Excerpted data
════════════════════

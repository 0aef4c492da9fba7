//! SiteBudget command-line importer.
//!
//! Validates and imports budget spreadsheets, and prints blank import
//! templates for each supported layout.

mod reader;
mod report;

use std::path::{Path, PathBuf};
use std::process::ExitCode;

use anyhow::{Context, Result};
use clap::{Args, Parser, Subcommand};
use rust_decimal::Decimal;
use sitebudget_core::budget::{
    BudgetImportService, FormulaPolicy, ImportError, InMemoryBudgetItemStore, LayoutKind,
    rollup_by_cost_code, total_billing, total_budget,
};
use sitebudget_shared::types::LocationId;
use sitebudget_shared::{AppConfig, ImportSettings};
use tracing::{debug, info};
use tracing_subscriber::{EnvFilter, layer::SubscriberExt, util::SubscriberInitExt};

use crate::report::{ImportReport, OutputFormat, TemplateFormat};

#[derive(Parser)]
#[command(name = "sitebudget")]
#[command(author, version, about = "Budget sheet validator and importer", long_about = None)]
struct Cli {
    /// Verbose output (-v debug, -vv trace)
    #[arg(short, long, action = clap::ArgAction::Count, global = true)]
    verbose: u8,

    #[command(subcommand)]
    command: Commands,
}

#[derive(Subcommand)]
enum Commands {
    /// Validate a budget sheet and report every problem
    Validate {
        /// Sheet file (.xlsx, .xls, .ods, .csv or .json)
        #[arg(value_name = "FILE")]
        file: PathBuf,

        #[command(flatten)]
        import: ImportArgs,

        /// Output format
        #[arg(short, long, value_enum, default_value_t)]
        format: OutputFormat,
    },

    /// Validate, compute and import a budget sheet into a location
    Import {
        /// Sheet file (.xlsx, .xls, .ods, .csv or .json)
        #[arg(value_name = "FILE")]
        file: PathBuf,

        /// Target location id (a new id is generated when omitted)
        #[arg(long)]
        location: Option<LocationId>,

        #[command(flatten)]
        import: ImportArgs,

        /// Output format
        #[arg(short, long, value_enum, default_value_t)]
        format: OutputFormat,
    },

    /// Print a blank import template
    Template {
        /// Column layout
        #[arg(short, long)]
        layout: Option<LayoutKind>,

        /// Output format
        #[arg(short, long, value_enum, default_value_t)]
        format: TemplateFormat,
    },
}

/// Overrides for the configured import settings.
#[derive(Args)]
struct ImportArgs {
    /// Column layout (generic, project_v1, project_v2)
    #[arg(short, long)]
    layout: Option<LayoutKind>,

    /// Hourly labor rate
    #[arg(long)]
    labor_rate: Option<Decimal>,

    /// Formula policy (recompute, prefer_sheet)
    #[arg(long)]
    policy: Option<FormulaPolicy>,
}

impl ImportArgs {
    fn apply(self, mut settings: ImportSettings) -> ImportSettings {
        if let Some(layout) = self.layout {
            settings.layout = layout.name().to_string();
            settings.columns.clear();
        }
        if let Some(rate) = self.labor_rate {
            settings.labor_rate = rate;
        }
        if let Some(policy) = self.policy {
            settings.formula_policy = policy.name().to_string();
        }
        settings
    }
}

fn main() -> Result<ExitCode> {
    // Load environment variables from .env file
    dotenvy::dotenv().ok();

    let cli = Cli::parse();
    init_tracing(cli.verbose);

    let config = AppConfig::load().context("Failed to load configuration")?;

    match cli.command {
        Commands::Validate {
            file,
            import,
            format,
        } => validate(&file, import.apply(config.import), format),
        Commands::Import {
            file,
            location,
            import,
            format,
        } => import_sheet(
            &file,
            location.unwrap_or_default(),
            import.apply(config.import),
            format,
        ),
        Commands::Template { layout, format } => {
            let layout = match layout {
                Some(kind) => kind.layout(),
                None => BudgetImportService::from_settings(&config.import)?
                    .layout()
                    .clone(),
            };
            print!("{}", report::render_template(&layout.template(), format)?);
            Ok(ExitCode::SUCCESS)
        }
    }
}

fn init_tracing(verbose: u8) {
    let default_filter = match verbose {
        0 => "sitebudget=info,sitebudget_core=info",
        1 => "sitebudget=debug,sitebudget_core=debug",
        _ => "trace",
    };

    tracing_subscriber::registry()
        .with(EnvFilter::try_from_default_env().unwrap_or_else(|_| default_filter.into()))
        .with(tracing_subscriber::fmt::layer().with_writer(std::io::stderr))
        .init();
}

fn validate(file: &Path, settings: ImportSettings, format: OutputFormat) -> Result<ExitCode> {
    let service = BudgetImportService::from_settings(&settings)?;
    let sheet = reader::read_sheet(file)
        .with_context(|| format!("Failed to read {}", file.display()))?;
    debug!(rows = sheet.len(), layout = service.layout().name(), "Read sheet");

    let report = service.validate(&sheet);
    print!("{}", report::render_validation(&report, format)?);

    Ok(if report.is_valid {
        ExitCode::SUCCESS
    } else {
        ExitCode::FAILURE
    })
}

fn import_sheet(
    file: &Path,
    location_id: LocationId,
    settings: ImportSettings,
    format: OutputFormat,
) -> Result<ExitCode> {
    let service = BudgetImportService::from_settings(&settings)?;
    let sheet = reader::read_sheet(file)
        .with_context(|| format!("Failed to read {}", file.display()))?;
    info!(
        file = %file.display(),
        layout = service.layout().name(),
        labor_rate = %service.engine().labor_rate(),
        policy = %service.engine().policy(),
        "Importing budget sheet"
    );

    let mut store = InMemoryBudgetItemStore::new();
    let summary = match service.import_for_location(location_id, &sheet, &mut store) {
        Ok(summary) => summary,
        Err(ImportError::Rejected(report)) => {
            print!("{}", report::render_validation(&report, format)?);
            return Ok(ExitCode::FAILURE);
        }
        Err(err) => return Err(err.into()),
    };

    let items = store.items_for(location_id);
    let rollup = rollup_by_cost_code(items);

    let output = report::render_import(
        &ImportReport {
            summary: &summary,
            items,
            rollup: &rollup,
            budget_total: total_budget(items),
            billing_total: total_billing(items),
        },
        format,
    )?;
    print!("{output}");

    Ok(ExitCode::SUCCESS)
}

════════════════════

Task directions
Give back each line of the material above exactly as it appears.

Written solution
repository 0aef4c492da9fba7
//! SiteBudget command-line importer.
//!
//! Validates and imports budget spreadsheets, and prints blank import
//! templates for each supported layout.

mod reader;
mod report;

use std::path::{Path, PathBuf};
use std::process::ExitCode;

use anyhow::{Context, Result};
use clap::{Args, Parser, Subcommand};
use rust_decimal::Decimal;
use sitebudget_core::budget::{
    BudgetImportService, FormulaPolicy, ImportError, InMemoryBudgetItemStore, LayoutKind,
    rollup_by_cost_code, total_billing, total_budget,
};
use sitebudget_shared::types::LocationId;
use sitebudget_shared::{AppConfig, ImportSettings};
use tracing::{debug, info};
use tracing_subscriber::{EnvFilter, layer::SubscriberExt, util::SubscriberInitExt};

use crate::report::{ImportReport, OutputFormat, TemplateFormat};

#[derive(Parser)]
#[command(name = "sitebudget")]
#[command(author, version, about = "Budget sheet validator and importer", long_about = None)]
struct Cli {
    /// Verbose output (-v debug, -vv trace)
    #[arg(short, long, action = clap::ArgAction::Count, global = true)]
    verbose: u8,

    #[command(subcommand)]
    command: Commands,
}

#[derive(Subcommand)]
enum Commands {
    /// Validate a budget sheet and report every problem
    Validate {
        /// Sheet file (.xlsx, .xls, .ods, .csv or .json)
        #[arg(value_name = "FILE")]
        file: PathBuf,

        #[command(flatten)]
        import: ImportArgs,

        /// Output format
        #[arg(short, long, value_enum, default_value_t)]
        format: OutputFormat,
    },

    /// Validate, compute and import a budget sheet into a location
    Import {
        /// Sheet file (.xlsx, .xls, .ods, .csv or .json)
        #[arg(value_name = "FILE")]
        file: PathBuf,

        /// Target location id (a new id is generated when omitted)
        #[arg(long)]
        location: Option<LocationId>,

        #[command(flatten)]
        import: ImportArgs,

        /// Output format
        #[arg(short, long, value_enum, default_value_t)]
        format: OutputFormat,
    },

    /// Print a blank import template
    Template {
        /// Column layout
        #[arg(short, long)]
        layout: Option<LayoutKind>,

        /// Output format
        #[arg(short, long, value_enum, default_value_t)]
        format: TemplateFormat,
    },
}

/// Overrides for the configured import settings.
#[derive(Args)]
struct ImportArgs {
    /// Column layout (generic, project_v1, project_v2)
    #[arg(short, long)]
    layout: Option<LayoutKind>,

    /// Hourly labor rate
    #[arg(long)]
    labor_rate: Option<Decimal>,

    /// Formula policy (recompute, prefer_sheet)
    #[arg(long)]
    policy: Option<FormulaPolicy>,
}

impl ImportArgs {
    fn apply(self, mut settings: ImportSettings) -> ImportSettings {
        if let Some(layout) = self.layout {
            settings.layout = layout.name().to_string();
            settings.columns.clear();
        }
        if let Some(rate) = self.labor_rate {
            settings.labor_rate = rate;
        }
        if let Some(policy) = self.policy {
            settings.formula_policy = policy.name().to_string();
        }
        settings
    }
}

fn main() -> Result<ExitCode> {
    // Load environment variables from .env file
    dotenvy::dotenv().ok();

    let cli = Cli::parse();
    init_tracing(cli.verbose);

    let config = AppConfig::load().context("Failed to load configuration")?;

    match cli.command {
        Commands::Validate {
            file,
            import,
            format,
        } => validate(&file, import.apply(config.import), format),
        Commands::Import {
            file,
            location,
            import,
            format,
        } => import_sheet(
            &file,
            location.unwrap_or_default(),
            import.apply(config.import),
            format,
        ),
        Commands::Template { layout, format } => {
            let layout = match layout {
                Some(kind) => kind.layout(),
                None => BudgetImportService::from_settings(&config.import)?
                    .layout()
                    .clone(),
            };
            print!("{}", report::render_template(&layout.template(), format)?);
            Ok(ExitCode::SUCCESS)
        }
    }
}

fn init_tracing(verbose: u8) {
    let default_filter = match verbose {
        0 => "sitebudget=info,sitebudget_core=info",
        1 => "sitebudget=debug,sitebudget_core=debug",
        _ => "trace",
    };

    tracing_subscriber::registry()
        .with(EnvFilter::try_from_default_env().unwrap_or_else(|_| default_filter.into()))
        .with(tracing_subscriber::fmt::layer().with_writer(std::io::stderr))
        .init();
}

fn validate(file: &Path, settings: ImportSettings, format: OutputFormat) -> Result<ExitCode> {
    let service = BudgetImportService::from_settings(&settings)?;
    let sheet = reader::read_sheet(file)
        .with_context(|| format!("Failed to read {}", file.display()))?;
    debug!(rows = sheet.len(), layout = service.layout().name(), "Read sheet");

    let report = service.validate(&sheet);
    print!("{}", report::render_validation(&report, format)?);

    Ok(if report.is_valid {
        ExitCode::SUCCESS
    } else {
        ExitCode::FAILURE
    })
}

fn import_sheet(
    file: &Path,
    location_id: LocationId,
    settings: ImportSettings,
    format: OutputFormat,
) -> Result<ExitCode> {
    let service = BudgetImportService::from_settings(&settings)?;
    let sheet = reader::read_sheet(file)
        .with_context(|| format!("Failed to read {}", file.display()))?;
    info!(
        file = %file.display(),
        layout = service.layout().name(),
        labor_rate = %service.engine().labor_rate(),
        policy = %service.engine().policy(),
        "Importing budget sheet"
    );

    let mut store = InMemoryBudgetItemStore::new();
    let summary = match service.import_for_location(location_id, &sheet, &mut store) {
        Ok(summary) => summary,
        Err(ImportError::Rejected(report)) => {
            print!("{}", report::render_validation(&report, format)?);
            return Ok(ExitCode::FAILURE);
        }
        Err(err) => return Err(err.into()),
    };

    let items = store.items_for(location_id);
    let rollup = rollup_by_cost_code(items);

    let output = report::render_import(
        &ImportReport {
            summary: &summary,
            items,
            rollup: &rollup,
            budget_total: total_budget(items),
            billing_total: total_billing(items),
        },
        format,
    )?;
    print!("{output}");

    Ok(ExitCode::SUCCESS)
}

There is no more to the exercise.